07 Feb Congressional Amendment on Private Student Loans Deserves Support

A proposal to repeal the enhanced nondischargeability provisions of the 2005 Bankruptcy Abuse Prevention Act relative to private student loans is scheduled for a vote in The House of Representatives today as an Amendment to the Higher Education Reauthorization Act. This Amendment restores desperately-needed protections to bankrupt student loan debtors at no cost to the public, with minimal impact on responsible lenders and educational institutions. It deserves the active support.

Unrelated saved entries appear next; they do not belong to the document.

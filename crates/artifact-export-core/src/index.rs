// Index naming
//
// Every artifact family lands in `<prefix>-<kind>`; the tool index (logs and
// stats snapshots) is the bare prefix.

use artifact_export_config::{DataSource, DEFAULT_INDEX_PREFIX};
use serde::Serialize;
use std::fmt;

#[derive(Debug, Clone, Copy, PartialEq, Eq, Hash, PartialOrd, Ord, Serialize)]
#[serde(rename_all = "lowercase")]
pub enum IndexKind {
    Traffic,
    Tool,
    Settings,
    Sitemap,
    Findings,
}

impl IndexKind {
    pub const ALL: [IndexKind; 5] = [
        IndexKind::Traffic,
        IndexKind::Tool,
        IndexKind::Settings,
        IndexKind::Sitemap,
        IndexKind::Findings,
    ];

    pub fn as_str(&self) -> &'static str {
        match self {
            IndexKind::Traffic => "traffic",
            IndexKind::Tool => "tool",
            IndexKind::Settings => "settings",
            IndexKind::Sitemap => "sitemap",
            IndexKind::Findings => "findings",
        }
    }

    /// Index that receives documents from `source`. Proxy history shares the traffic index.
    pub fn for_source(source: DataSource) -> Self {
        match source {
            DataSource::Settings => IndexKind::Settings,
            DataSource::Sitemap => IndexKind::Sitemap,
            DataSource::Findings => IndexKind::Findings,
            DataSource::ProxyHistory | DataSource::Traffic => IndexKind::Traffic,
        }
    }
}

impl fmt::Display for IndexKind {
    fn fmt(&self, f: &mut fmt::Formatter<'_>) -> fmt::Result {
        f.write_str(self.as_str())
    }
}

#[derive(Debug, Clone, PartialEq, Eq)]
pub struct IndexNaming {
    prefix: String,
}

impl IndexNaming {
    pub fn new(prefix: impl Into<String>) -> Self {
        Self {
            prefix: prefix.into(),
        }
    }

    pub fn prefix(&self) -> &str {
        &self.prefix
    }

    pub fn index_name(&self, kind: IndexKind) -> String {
        match kind {
            IndexKind::Tool => self.prefix.clone(),
            other => format!("{}-{}", self.prefix, other),
        }
    }

    pub fn kind_for(&self, index_name: &str) -> Option<IndexKind> {
        IndexKind::ALL
            .into_iter()
            .find(|kind| self.index_name(*kind) == index_name)
    }

    /// Distinct index names for the selected sources, always ending with the tool index.
    pub fn index_names(&self, selected: &[DataSource]) -> Vec<String> {
        let mut names: Vec<String> = Vec::with_capacity(selected.len() + 1);
        for source in selected {
            let name = self.index_name(IndexKind::for_source(*source));
            if !names.contains(&name) {
                names.push(name);
            }
        }
        names.push(self.index_name(IndexKind::Tool));
        names
    }
}

impl Default for IndexNaming {
    fn default() -> Self {
        Self::new(DEFAULT_INDEX_PREFIX)
    }
}

#[cfg(test)]
mod tests {
    use super::*;

    #[test]
    fn names_use_prefix() {
        let naming = IndexNaming::default();
        assert_eq!(
            naming.index_name(IndexKind::Findings),
            "attackframework-tool-burp-findings"
        );
        assert_eq!(naming.index_name(IndexKind::Tool), "attackframework-tool-burp");
    }

    #[test]
    fn kind_for_reverses_index_name() {
        let naming = IndexNaming::new("acme");
        for kind in IndexKind::ALL {
            assert_eq!(naming.kind_for(&naming.index_name(kind)), Some(kind));
        }
        assert_eq!(naming.kind_for("acme-unknown"), None);
    }

    #[test]
    fn index_names_dedupe_and_append_tool() {
        let naming = IndexNaming::new("p");
        let names = naming.index_names(&[
            DataSource::Traffic,
            DataSource::Findings,
            DataSource::ProxyHistory,
        ]);
        assert_eq!(names, vec!["p-traffic", "p-findings", "p"]);
    }
}
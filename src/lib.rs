// artifact-export - Wiring for the artifact export pipeline
//
// `Exporter` assembles the shared pieces (switches, stats, retry
// coordinator) from a `RuntimeConfig`, owns one scheduler thread per
// reporter and exposes the start / stop / push-now controls. Sources and the
// indexing client are supplied by the embedding tool.

use anyhow::{Context, Result};
use parking_lot::Mutex;
use std::sync::Arc;
use tracing::{debug, info};

use artifact_export_batch::BatchLimits;
use artifact_export_config::{DataSource, RuntimeConfig};
use artifact_export_core::{
    reporter, ArtifactSource, BulkIndexer, ConfigSnapshotReporter, ExportStats, ExportSwitches,
    Finding, FindingsReporter, ForwarderHandle, IndexNaming, LogBuffer, LogForwarder,
    ProxyHistoryReporter, ReporterDeps, ReporterHandle, RetryCoordinator, RetryQueue,
    RetrySettings, RunMode, SettingsReporter, SettingsSource, SitemapEntry, SitemapReporter,
    StatsSnapshot, ToolLogLayer, ToolStatsReporter, TrafficRecord, TrafficSink,
};

mod init;

pub use init::{forward_level, init_tracing};

/// Collects the indexer and sources for an [`Exporter`].
pub struct ExporterBuilder {
    config: RuntimeConfig,
    indexer: Option<Arc<dyn BulkIndexer>>,
    settings: Option<Arc<dyn SettingsSource>>,
    sitemap: Option<Arc<dyn ArtifactSource<SitemapEntry>>>,
    findings: Option<Arc<dyn ArtifactSource<Finding>>>,
    proxy_history: Option<Arc<dyn ArtifactSource<TrafficRecord>>>,
}

impl ExporterBuilder {
    pub fn indexer(mut self, indexer: Arc<dyn BulkIndexer>) -> Self {
        self.indexer = Some(indexer);
        self
    }

    pub fn settings(mut self, source: Arc<dyn SettingsSource>) -> Self {
        self.settings = Some(source);
        self
    }

    pub fn sitemap(mut self, source: Arc<dyn ArtifactSource<SitemapEntry>>) -> Self {
        self.sitemap = Some(source);
        self
    }

    pub fn findings(mut self, source: Arc<dyn ArtifactSource<Finding>>) -> Self {
        self.findings = Some(source);
        self
    }

    pub fn proxy_history(mut self, source: Arc<dyn ArtifactSource<TrafficRecord>>) -> Self {
        self.proxy_history = Some(source);
        self
    }

    pub fn build(self) -> Result<Exporter> {
        let config = self.config;
        config.validate()?;
        let indexer = self.indexer.context("An indexer is required to build an exporter")?;

        let naming = IndexNaming::new(config.index.prefix.clone());
        let queue = Arc::new(RetryQueue::new(config.retry.queue_capacity));
        let stats = Arc::new(ExportStats::new(naming.clone(), Arc::clone(&queue)));
        let switches = Arc::new(ExportSwitches::from_config(&config));
        let retry = Arc::new(RetryCoordinator::new(
            queue,
            Arc::clone(&indexer),
            Arc::clone(&switches),
            Arc::clone(&stats),
            naming.clone(),
            RetrySettings::from(&config.retry),
        ));
        let deps = ReporterDeps {
            indexer,
            stats,
            switches,
            retry,
            naming,
            limits: BatchLimits {
                max_docs: config.batch.max_docs,
                max_bytes: config.batch.max_bytes,
            },
        };

        Ok(Exporter {
            traffic: TrafficSink::new(deps.clone()),
            log_buffer: Arc::new(LogBuffer::default()),
            sources: Sources {
                settings: self.settings,
                sitemap: self.sitemap,
                findings: self.findings,
                proxy_history: self.proxy_history,
            },
            workers: Mutex::new(None),
            config,
            deps,
        })
    }
}

struct Sources {
    settings: Option<Arc<dyn SettingsSource>>,
    sitemap: Option<Arc<dyn ArtifactSource<SitemapEntry>>>,
    findings: Option<Arc<dyn ArtifactSource<Finding>>>,
    proxy_history: Option<Arc<dyn ArtifactSource<TrafficRecord>>>,
}

/// Threads started on the first `start()`.
struct Workers {
    reporters: Vec<ReporterHandle>,
    config_snapshot: ReporterHandle,
    forwarder: Option<ForwarderHandle>,
}

pub struct Exporter {
    config: RuntimeConfig,
    deps: ReporterDeps,
    sources: Sources,
    traffic: TrafficSink,
    log_buffer: Arc<LogBuffer>,
    workers: Mutex<Option<Workers>>,
}

impl Exporter {
    pub fn builder(config: RuntimeConfig) -> ExporterBuilder {
        ExporterBuilder {
            config,
            indexer: None,
            settings: None,
            sitemap: None,
            findings: None,
            proxy_history: None,
        }
    }

    pub fn config(&self) -> &RuntimeConfig {
        &self.config
    }

    /// Turns export on, pushes a config snapshot and runs a push-all on
    /// every reporter.
    ///
    /// Scheduler threads and the retry drain loop are spawned on the first
    /// call and reused afterwards.
    pub fn start(&self) -> Result<()> {
        self.deps.switches.set_running(true);
        self.deps.retry.start()?;

        let mut workers = self.workers.lock();
        if workers.is_none() {
            *workers = Some(self.spawn_workers()?);
        }
        let triggered = workers.as_ref().map_or(0, |w| {
            w.config_snapshot.trigger(RunMode::PushAll);
            trigger_all(&w.reporters, RunMode::PushAll)
        });

        info!(
            base_url = self.deps.switches.base_url().as_deref().unwrap_or("<unset>"),
            reporters = triggered,
            "Export started"
        );
        Ok(())
    }

    /// Turns export off. Running cycles finish; later cycles skip.
    pub fn stop(&self) {
        self.deps.switches.set_running(false);
        info!(
            queued = self.deps.retry.queue().total_size(),
            "Export stopped"
        );
    }

    pub fn is_running(&self) -> bool {
        self.deps.switches.is_running()
    }

    /// Requests a push-all from every reporter; returns how many accepted.
    /// Reporters with a cycle in flight ignore the request.
    pub fn push_now(&self) -> usize {
        self.workers
            .lock()
            .as_ref()
            .map_or(0, |w| trigger_all(&w.reporters, RunMode::PushAll))
    }

    /// Pushes a fresh config snapshot to the tool index. Call after changing
    /// the [`switches`](Self::switches) while export runs; returns `false`
    /// when export is stopped or a snapshot is already in flight.
    pub fn config_changed(&self) -> bool {
        if !self.is_running() {
            return false;
        }
        self.workers
            .lock()
            .as_ref()
            .is_some_and(|w| w.config_snapshot.trigger(RunMode::PushAll))
    }

    pub fn stats(&self) -> StatsSnapshot {
        self.deps.stats.snapshot()
    }

    pub fn switches(&self) -> &ExportSwitches {
        &self.deps.switches
    }

    /// Per-message sink for live traffic.
    pub fn traffic(&self) -> &TrafficSink {
        &self.traffic
    }

    /// Layer feeding this exporter's tool-index log forwarder, for
    /// [`init_tracing`]. `None` unless `log.forward_to_index` is set.
    pub fn log_layer(&self) -> Option<ToolLogLayer> {
        self.config.log.forward_to_index.then(|| {
            ToolLogLayer::new(Arc::clone(&self.log_buffer), forward_level(&self.config.log))
        })
    }

    /// Index names the current source selection writes to.
    pub fn index_names(&self) -> Vec<String> {
        let selected: Vec<DataSource> = DataSource::ALL
            .into_iter()
            .filter(|source| self.deps.switches.is_selected(*source))
            .collect();
        self.deps.naming.index_names(&selected)
    }

    /// Stops export and joins every worker thread.
    pub fn shutdown(self) {
        drop(self);
    }

    fn spawn_workers(&self) -> Result<Workers> {
        let interval = Some(self.config.reporters.interval());
        let deps = &self.deps;
        let mut reporters = Vec::new();

        if let Some(source) = &self.sources.settings {
            reporters.push(reporter::spawn(
                SettingsReporter::new(Arc::clone(source), deps.clone()),
                interval,
            )?);
        }
        if let Some(source) = &self.sources.sitemap {
            reporters.push(reporter::spawn(
                SitemapReporter::new(Arc::clone(source), deps.clone()),
                interval,
            )?);
        }
        if let Some(source) = &self.sources.findings {
            reporters.push(reporter::spawn(
                FindingsReporter::new(Arc::clone(source), deps.clone()),
                interval,
            )?);
        }
        if let Some(source) = &self.sources.proxy_history {
            reporters.push(reporter::spawn(
                ProxyHistoryReporter::new(Arc::clone(source), deps.clone()),
                None,
            )?);
        }
        let config_snapshot = reporter::spawn(ConfigSnapshotReporter::new(deps.clone()), None)?;
        if self.config.reporters.tool_stats_enabled {
            reporters.push(reporter::spawn(ToolStatsReporter::new(deps.clone()), interval)?);
        }

        let forwarder = if self.config.log.forward_to_index {
            let forwarder = LogForwarder::new(
                Arc::clone(&self.log_buffer),
                Arc::clone(&deps.indexer),
                Arc::clone(&deps.switches),
                &deps.naming,
            );
            Some(forwarder.spawn()?)
        } else {
            None
        };

        debug!(
            reporters = reporters.len(),
            log_forwarding = forwarder.is_some(),
            "Export workers spawned"
        );
        Ok(Workers {
            reporters,
            config_snapshot,
            forwarder,
        })
    }
}

impl Drop for Exporter {
    fn drop(&mut self) {
        self.deps.switches.set_running(false);
        if let Some(workers) = self.workers.lock().take() {
            for handle in workers.reporters {
                handle.shutdown();
            }
            workers.config_snapshot.shutdown();
            if let Some(forwarder) = workers.forwarder {
                forwarder.shutdown();
            }
        }
        self.deps.retry.stop();
    }
}

fn trigger_all(reporters: &[ReporterHandle], mode: RunMode) -> usize {
    reporters.iter().filter(|handle| handle.trigger(mode)).count()
}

The provisions of Representative Danny Davis’s(D-IL) Amendment differ in some respects from Senator Richard Durbin’s stand-alone SR-1561, currently in committee. Notably, it introduces a five year waiting period before a private student loan can be discharged for reasons other than undue hardship. It also excepts loans made by nonprofit educational institutions.

The provision exempting loans made by nonprofit educational institutions from discharge needs further scrutiny. Considering the recent scandals involving insider deals between private student lenders and colleges, both public and private, the potential for abuse seems large

Commercial lenders are certain to argue that changing the law will reduce loan availability and increase the costs of loans that are tendered. The historical statistics belie both assertions. The value of private student loans issued annually rose from 1.5 to 13 billion between 1997 and 2005, when they were still dischargeable in bankruptcy, and interest rates and fees did not drop following passage of the 2005 Act. If the law does curtail the most irresponsible lending, it will have done marginal students and the economy both a favor.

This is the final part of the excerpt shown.